• Task input
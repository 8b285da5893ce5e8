//! Elasticsearch document backend.
//!
//! Forwards requests verbatim and relays the response body. 4xx answers are
//! relayed as-is so callers see Elasticsearch's own error document; 5xx
//! answers surface as [`BackendError::Upstream`].

use super::{build_client, network_error};
use crate::error::GatewayResult;
use async_trait::async_trait;
use esgate_kernel::config::BackendEndpointConfig;
use esgate_kernel::pipeline::{
    BackendConnector, BackendConnectorKind, BackendError, BackendResponse, DocumentBackend,
    HttpMethod,
};
use reqwest::{Client, Method};
use std::collections::HashMap;
use std::sync::atomic::{AtomicBool, Ordering};
use std::time::Instant;
use tracing::{debug, instrument};

pub struct ElasticsearchBackend {
    base_url: String,
    user: Option<String>,
    password: Option<String>,
    client: Client,
    closed: AtomicBool,
}

impl ElasticsearchBackend {
    pub fn new(config: &BackendEndpointConfig) -> GatewayResult<Self> {
        Ok(Self {
            base_url: config.url.trim_end_matches('/').to_string(),
            user: config.user.clone(),
            password: config.password.clone(),
            client: build_client()?,
            closed: AtomicBool::new(false),
        })
    }

    fn request(&self, method: Method, path_and_query: &str) -> Result<reqwest::RequestBuilder, BackendError> {
        if self.closed.load(Ordering::Acquire) {
            return Err(BackendError::Closed(self.base_url.clone()));
        }
        let url = format!("{}/{}", self.base_url, path_and_query.trim_start_matches('/'));
        let mut builder = self.client.request(method, url);
        if let Some(user) = &self.user {
            builder = builder.basic_auth(user, self.password.as_ref());
        }
        Ok(builder)
    }
}

fn content_type(path_and_query: &str) -> &'static str {
    if path_and_query.contains("_bulk") || path_and_query.contains("_msearch") {
        "application/x-ndjson"
    } else {
        "application/json"
    }
}

#[async_trait]
impl DocumentBackend for ElasticsearchBackend {
    #[instrument(skip(self, body), fields(backend = %self.base_url, method = method.as_str()))]
    async fn send(
        &self,
        method: HttpMethod,
        path_and_query: &str,
        body: Vec<u8>,
    ) -> Result<BackendResponse, BackendError> {
        let method = Method::from_bytes(method.as_str().as_bytes()).unwrap_or(Method::GET);
        let mut builder = self.request(method, path_and_query)?;
        if !body.is_empty() {
            builder = builder
                .header("content-type", content_type(path_and_query))
                .body(body);
        }

        let start = Instant::now();
        let resp = builder
            .send()
            .await
            .map_err(|e| network_error(&self.base_url, e))?;
        let status = resp.status().as_u16();
        let mut headers = HashMap::new();
        for (name, value) in resp.headers() {
            if let Ok(v) = value.to_str() {
                headers.insert(name.to_string(), v.to_string());
            }
        }
        let body = resp
            .bytes()
            .await
            .map_err(|e| network_error(&self.base_url, e))?;
        let elapsed = start.elapsed();
        debug!(status, elapsed_ms = elapsed.as_millis() as u64, "elasticsearch answered");

        if status >= 500 {
            return Err(BackendError::Upstream {
                endpoint: self.base_url.clone(),
                status,
                message: String::from_utf8_lossy(&body).into_owned(),
            });
        }
        Ok(BackendResponse {
            status,
            headers,
            body: body.to_vec(),
            elapsed,
        })
    }

    async fn index_document(
        &self,
        index: &str,
        document: &serde_json::Value,
    ) -> Result<(), BackendError> {
        let resp = self
            .request(Method::POST, &format!("{index}/_doc"))?
            .json(document)
            .send()
            .await
            .map_err(|e| network_error(&self.base_url, e))?;
        let status = resp.status();
        if status.is_success() {
            return Ok(());
        }
        let message = resp.text().await.unwrap_or_default();
        Err(BackendError::Upstream {
            endpoint: self.base_url.clone(),
            status: status.as_u16(),
            message,
        })
    }
}

#[async_trait]
impl BackendConnector for ElasticsearchBackend {
    fn kind(&self) -> BackendConnectorKind {
        BackendConnectorKind::Document
    }

    fn endpoint(&self) -> &str {
        &self.base_url
    }

    async fn open(&self) -> Result<(), BackendError> {
        let resp = self
            .request(Method::GET, "/")?
            .send()
            .await
            .map_err(|e| network_error(&self.base_url, e))?;
        if resp.status().is_success() {
            Ok(())
        } else {
            Err(BackendError::Upstream {
                endpoint: self.base_url.clone(),
                status: resp.status().as_u16(),
                message: "cluster info request failed".into(),
            })
        }
    }

    async fn close(&self) {
        self.closed.store(true, Ordering::Release);
    }

    fn as_document(&self) -> Option<&dyn DocumentBackend> {
        Some(self)
    }
}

• Required work
Please repeat every record above word for word.

• Answer to this task
repository 8b285da5893ce5e8
//! Elasticsearch document backend.
//!
//! Forwards requests verbatim and relays the response body. 4xx answers are
//! relayed as-is so callers see Elasticsearch's own error document; 5xx
//! answers surface as [`BackendError::Upstream`].

use super::{build_client, network_error};
use crate::error::GatewayResult;
use async_trait::async_trait;
use esgate_kernel::config::BackendEndpointConfig;
use esgate_kernel::pipeline::{
    BackendConnector, BackendConnectorKind, BackendError, BackendResponse, DocumentBackend,
    HttpMethod,
};
use reqwest::{Client, Method};
use std::collections::HashMap;
use std::sync::atomic::{AtomicBool, Ordering};
use std::time::Instant;
use tracing::{debug, instrument};

pub struct ElasticsearchBackend {
    base_url: String,
    user: Option<String>,
    password: Option<String>,
    client: Client,
    closed: AtomicBool,
}

impl ElasticsearchBackend {
    pub fn new(config: &BackendEndpointConfig) -> GatewayResult<Self> {
        Ok(Self {
            base_url: config.url.trim_end_matches('/').to_string(),
            user: config.user.clone(),
            password: config.password.clone(),
            client: build_client()?,
            closed: AtomicBool::new(false),
        })
    }

    fn request(&self, method: Method, path_and_query: &str) -> Result<reqwest::RequestBuilder, BackendError> {
        if self.closed.load(Ordering::Acquire) {
            return Err(BackendError::Closed(self.base_url.clone()));
        }
        let url = format!("{}/{}", self.base_url, path_and_query.trim_start_matches('/'));
        let mut builder = self.client.request(method, url);
        if let Some(user) = &self.user {
            builder = builder.basic_auth(user, self.password.as_ref());
        }
        Ok(builder)
    }
}

fn content_type(path_and_query: &str) -> &'static str {
    if path_and_query.contains("_bulk") || path_and_query.contains("_msearch") {
        "application/x-ndjson"
    } else {
        "application/json"
    }
}

#[async_trait]
impl DocumentBackend for ElasticsearchBackend {
    #[instrument(skip(self, body), fields(backend = %self.base_url, method = method.as_str()))]
    async fn send(
        &self,
        method: HttpMethod,
        path_and_query: &str,
        body: Vec<u8>,
    ) -> Result<BackendResponse, BackendError> {
        let method = Method::from_bytes(method.as_str().as_bytes()).unwrap_or(Method::GET);
        let mut builder = self.request(method, path_and_query)?;
        if !body.is_empty() {
            builder = builder
                .header("content-type", content_type(path_and_query))
                .body(body);
        }

        let start = Instant::now();
        let resp = builder
            .send()
            .await
            .map_err(|e| network_error(&self.base_url, e))?;
        let status = resp.status().as_u16();
        let mut headers = HashMap::new();
        for (name, value) in resp.headers() {
            if let Ok(v) = value.to_str() {
                headers.insert(name.to_string(), v.to_string());
            }
        }
        let body = resp
            .bytes()
            .await
            .map_err(|e| network_error(&self.base_url, e))?;
        let elapsed = start.elapsed();
        debug!(status, elapsed_ms = elapsed.as_millis() as u64, "elasticsearch answered");

        if status >= 500 {
            return Err(BackendError::Upstream {
                endpoint: self.base_url.clone(),
                status,
                message: String::from_utf8_lossy(&body).into_owned(),
            });
        }
        Ok(BackendResponse {
            status,
            headers,
            body: body.to_vec(),
            elapsed,
        })
    }

    async fn index_document(
        &self,
        index: &str,
        document: &serde_json::Value,
    ) -> Result<(), BackendError> {
        let resp = self
            .request(Method::POST, &format!("{index}/_doc"))?
            .json(document)
            .send()
            .await
            .map_err(|e| network_error(&self.base_url, e))?;
        let status = resp.status();
        if status.is_success() {
            return Ok(());
        }
        let message = resp.text().await.unwrap_or_default();
        Err(BackendError::Upstream {
            endpoint: self.base_url.clone(),
            status: status.as_u16(),
            message,
        })
    }
}

#[async_trait]
impl BackendConnector for ElasticsearchBackend {
    fn kind(&self) -> BackendConnectorKind {
        BackendConnectorKind::Document
    }

    fn endpoint(&self) -> &str {
        &self.base_url
    }

    async fn open(&self) -> Result<(), BackendError> {
        let resp = self
            .request(Method::GET, "/")?
            .send()
            .await
            .map_err(|e| network_error(&self.base_url, e))?;
        if resp.status().is_success() {
            Ok(())
        } else {
            Err(BackendError::Upstream {
                endpoint: self.base_url.clone(),
                status: resp.status().as_u16(),
                message: "cluster info request failed".into(),
            })
        }
    }

    async fn close(&self) {
        self.closed.store(true, Ordering::Release);
    }

    fn as_document(&self) -> Option<&dyn DocumentBackend> {
        Some(self)
    }
}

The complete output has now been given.